// SPDX-License-Identifier: Apache-2.0

use crate::meta::{AttrDtype, AttrMeta};
use serde::{Deserialize, Serialize};
use serde_json::Value;

#[derive(Debug, Clone, PartialEq, Serialize, Deserialize)]
pub struct Schema {
    pub dataframe: DataframeSchema,
    pub annotations: AnnotationsSchema,
    pub layout: LayoutSchema,
}

#[derive(Debug, Clone, PartialEq, Serialize, Deserialize)]
pub struct DataframeSchema {
    #[serde(rename = "nObs")]
    pub n_obs: usize,
    #[serde(rename = "nVar")]
    pub n_var: usize,
    #[serde(rename = "type")]
    pub kind: String,
}

#[derive(Debug, Clone, PartialEq, Serialize, Deserialize)]
pub struct AnnotationsSchema {
    pub obs: AxisSchema,
    pub var: AxisSchema,
}

#[derive(Debug, Clone, PartialEq, Serialize, Deserialize)]
pub struct AxisSchema {
    pub columns: Vec<ColumnSchema>,
    pub index: String,
}

impl AxisSchema {
    #[must_use]
    pub fn column(&self, name: &str) -> Option<&ColumnSchema> {
        self.columns.iter().find(|c| c.name == name)
    }
}

#[derive(Debug, Clone, PartialEq, Serialize, Deserialize)]
pub struct ColumnSchema {
    pub name: String,
    #[serde(rename = "type")]
    pub kind: String,
    pub writable: bool,
    #[serde(default, skip_serializing_if = "Option::is_none")]
    pub categories: Option<Vec<Value>>,
}

#[derive(Debug, Clone, PartialEq, Serialize, Deserialize)]
pub struct LayoutSchema {
    pub obs: Vec<EmbeddingSchema>,
}

#[derive(Debug, Clone, PartialEq, Serialize, Deserialize)]
pub struct EmbeddingSchema {
    pub name: String,
    #[serde(rename = "type")]
    pub kind: String,
    pub dims: Vec<String>,
}

impl EmbeddingSchema {
    #[must_use]
    pub fn two_dimensional(name: &str) -> Self {
        Self {
            name: name.to_string(),
            kind: "float32".to_string(),
            dims: vec![format!("{name}_0"), format!("{name}_1")],
        }
    }
}

impl Schema {
    /// True when any obs column is user-writable, which makes obs annotation
    /// responses uncacheable.
    #[must_use]
    pub fn has_writable_obs(&self) -> bool {
        self.annotations.obs.columns.iter().any(|c| c.writable)
    }
}

#[derive(Debug, Clone, Copy, PartialEq, Eq, Hash)]
pub enum Axis {
    Obs,
    Var,
}

impl Axis {
    #[must_use]
    pub const fn as_str(self) -> &'static str {
        match self {
            Self::Obs => "obs",
            Self::Var => "var",
        }
    }
}

/// Schema entry for one attribute, or `None` if the attribute is hidden.
///
/// `categories` is the stored category table when the column is
/// dictionary-encoded. Tables longer than `max_categories` are presented as
/// plain strings.
#[must_use]
pub fn column_schema(
    axis: Axis,
    attr: &AttrMeta,
    categories: Option<&[String]>,
    max_categories: usize,
) -> Option<ColumnSchema> {
    let mut categories_out = None;
    let kind = match (&attr.dtype, axis) {
        (AttrDtype::Int64, Axis::Obs) => return None,
        (AttrDtype::Float32 | AttrDtype::Float64, _) => "float32",
        (AttrDtype::Int32 | AttrDtype::Int64 | AttrDtype::Uint32, _) => "int32",
        (AttrDtype::Bool, Axis::Obs) => {
            categories_out = Some(vec![Value::Bool(false), Value::Bool(true)]);
            "categorical"
        }
        (AttrDtype::Bool, Axis::Var) => "boolean",
        (AttrDtype::String, _) => "string",
        (AttrDtype::Categorical, _) => match categories {
            Some(cats) if cats.len() <= max_categories => {
                categories_out = Some(cats.iter().map(|c| Value::String(c.clone())).collect());
                "categorical"
            }
            _ => "string",
        },
    };
    let hint = attr.schema_hint.clone().unwrap_or_default();
    let kind = hint.kind.unwrap_or_else(|| kind.to_string());
    if kind != "categorical" {
        categories_out = None;
    }
    Some(ColumnSchema {
        name: attr.name.clone(),
        kind,
        writable: hint.writable,
        categories: categories_out,
    })
}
==================================================
▶ [Work instruction]
Collect the lines of the data that carry the word "AnnotationsSchema".

▶ [Exercise solution]
    pub annotations: AnnotationsSchema,
pub struct AnnotationsSchema {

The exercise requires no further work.